impl BuildConfig {
    /// Merge the file config with CLI/env overrides. `started_at` fixes the run tag.
    pub fn resolve(
        app: &AppConfig,
        overrides: BuildOverrides,
        started_at: NaiveDateTime,
    ) -> Result<Self> {
        let gregory_dir = overrides
            .gregory_dir
            .unwrap_or_else(|| PathBuf::from(&app.paths.gregory_dir));

        let content_dir = resolve_path(&gregory_dir, Path::new(&app.paths.content_dir));
        let output_dir = match overrides.output_dir {
            Some(p) => resolve_path(&gregory_dir, &p),
            None => resolve_path(&gregory_dir, Path::new(&app.paths.output_dir)),
        };
        let website_path = match overrides.website_path {
            Some(p) => resolve_path(&gregory_dir, &p),
            None => resolve_path(&gregory_dir, Path::new(&app.paths.website_path)),
        };

        let api_url = overrides.api_url.as_deref().unwrap_or(&app.api.base_url);
        let base_url = Url::parse(api_url)
            .map_err(|e| GregoryError::config(format!("invalid API URL '{api_url}': {e}")))?;

        if app.api.page_concurrency == 0 {
            return Err(GregoryError::config("api.page_concurrency must be at least 1"));
        }

        let source = match overrides.source.unwrap_or(app.source.kind) {
            SourceKind::Api => DataSource::Api,
            SourceKind::Store => {
                let path = overrides
                    .store_path
                    .or_else(|| app.source.store_path.as_ref().map(PathBuf::from))
                    .ok_or_else(|| {
                        GregoryError::config(
                            "source.kind = \"store\" requires a store path (GREGORY_STORE_PATH)",
                        )
                    })?;
                DataSource::Store(resolve_path(&gregory_dir, &path))
            }
        };

        let embeds = EmbedSettings {
            site_url: overrides
                .metabase_site_url
                .or_else(|| app.embeds.site_url.clone()),
            secret: overrides.metabase_secret,
            dashboards_file: resolve_path(&gregory_dir, Path::new(&app.embeds.dashboards_file)),
            output_file: resolve_path(&gregory_dir, Path::new(&app.embeds.output_file)),
            expiry_days: app.embeds.expiry_days,
        };

        Ok(Self {
            sitemap_path: content_dir.join("articles_trials.xml"),
            categories_dir: content_dir.join("categories"),
            content_dir,
            output_dir,
            website_path,
            api: ApiSettings {
                base_url,
                page_concurrency: app.api.page_concurrency,
                timeout_secs: app.api.timeout_secs,
            },
            source,
            site_base_url: app.site.base_url.trim_end_matches('/').to_string(),
            generator: app.site.generator.clone(),
            site_mode: overrides.site_mode,
            fast: overrides.fast,
            sync_enabled: app.sync.enabled,
            tolerate_missing_tools: overrides.tolerate_missing_tools
                || app.sync.tolerate_missing_tools,
            presskit_command: app.presskit.command.clone(),
            embeds,
            run_tag: started_at.format(RUN_TAG_FORMAT).to_string(),
            gregory_dir,
        })
    }
}

fn resolve_path(base: &Path, path: &Path) -> PathBuf {
    if path.is_absolute() {
        path.to_path_buf()
    } else {
        base.join(path)
    }
}

// ---------------------------------------------------------------------------
// Config loading
// ---------------------------------------------------------------------------

/// Locate the config file: `./gregory.toml`, then `<config_dir>/gregory/gregory.toml`.
pub fn find_config_file() -> Option<PathBuf> {
    let local = PathBuf::from(CONFIG_FILE_NAME);
    if local.exists() {
        return Some(local);
    }
    let global = dirs::config_dir()?.join(CONFIG_DIR_NAME).join(CONFIG_FILE_NAME);
    global.exists().then_some(global)
}

/// Load the file config, returning defaults when no file is found.
pub fn load_config(explicit: Option<&Path>) -> Result<AppConfig> {
    match explicit.map(Path::to_path_buf).or_else(find_config_file) {
        Some(path) => load_config_from(&path),
        None => {
            tracing::debug!("no config file found, using defaults");
            Ok(AppConfig::default())
        }
    }
}

/// Load the file config from a specific file path.
pub fn load_config_from(path: &Path) -> Result<AppConfig> {
    let content = std::fs::read_to_string(path).map_err(|e| GregoryError::io(path, e))?;

    toml::from_str(&content)
        .map_err(|e| GregoryError::config(format!("failed to parse {}: {e}", path.display())))
}

#[cfg(test)]
mod tests {
    use super::*;
    use chrono::NaiveDate;

    fn started_at() -> NaiveDateTime {
        NaiveDate::from_ymd_opt(2024, 3, 5)
            .unwrap()
            .and_hms_opt(14, 7, 9)
            .unwrap()
    }

    #[test]
    fn default_config_roundtrip() {
        let config = AppConfig::default();
        let toml_str = toml::to_string_pretty(&config).expect("serialize");
        let parsed: AppConfig = toml::from_str(&toml_str).expect("deserialize");
        assert_eq!(parsed.api.page_concurrency, 8);
        assert_eq!(parsed.api.timeout_secs, 30);
        assert_eq!(parsed.paths.output_dir, "content/developers");
        assert_eq!(parsed.source.kind, SourceKind::Api);
    }

    #[test]
    fn partial_file_keeps_defaults() {
        let toml_str = r#"
[api]
base_url = "https://api.example.org"

[presskit]
command = ["python3", "-m", "presskit"]
"#;
        let config: AppConfig = toml::from_str(toml_str).expect("parse");
        assert_eq!(config.api.base_url, "https://api.example.org");
        assert_eq!(config.api.page_concurrency, 8);
        assert_eq!(config.presskit.command.len(), 3);
        assert!(config.sync.enabled);
    }

    #[test]
    fn run_tag_uses_day_first_layout() {
        let cfg = BuildConfig::resolve(&AppConfig::default(), BuildOverrides::default(), started_at())
            .expect("resolve");
        assert_eq!(cfg.run_tag, "05-03-2024_14h07m09s");
    }

    #[test]
    fn paths_resolve_against_gregory_dir() {
        let overrides = BuildOverrides {
            gregory_dir: Some(PathBuf::from("/srv/gregory")),
            output_dir: Some(PathBuf::from("/tmp/exports")),
            ..Default::default()
        };
        let cfg = BuildConfig::resolve(&AppConfig::default(), overrides, started_at()).unwrap();
        assert_eq!(cfg.content_dir, PathBuf::from("/srv/gregory/content"));
        assert_eq!(cfg.output_dir, PathBuf::from("/tmp/exports"));
        assert_eq!(cfg.sitemap_path, PathBuf::from("/srv/gregory/content/articles_trials.xml"));
        assert_eq!(cfg.categories_dir, PathBuf::from("/srv/gregory/content/categories"));
        assert_eq!(cfg.website_path, PathBuf::from("/srv/gregory/public"));
    }

    #[test]
    fn store_source_requires_path() {
        let overrides = BuildOverrides {
            source: Some(SourceKind::Store),
            ..Default::default()
        };
        let err = BuildConfig::resolve(&AppConfig::default(), overrides, started_at()).unwrap_err();
        assert!(err.to_string().contains("store path"));
    }

    #[test]
    fn invalid_api_url_is_rejected() {
        let overrides = BuildOverrides {
            api_url: Some("not a url".into()),
            ..Default::default()
        };
        assert!(BuildConfig::resolve(&AppConfig::default(), overrides, started_at()).is_err());
    }

    #[test]
    fn secret_debug_is_redacted() {
        let secret = Secret::new("hunter2");
        assert_eq!(format!("{secret:?}"), "Secret(***)");
        assert_eq!(secret.expose(), "hunter2");
    }
}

# # # # # # #

[THE TASK] Each line of the data above containing the string "clone" is to be copied.

[OUTPUT FOR THIS TASK]
                .or_else(|| app.embeds.site_url.clone()),
            generator: app.site.generator.clone(),
            presskit_command: app.presskit.command.clone(),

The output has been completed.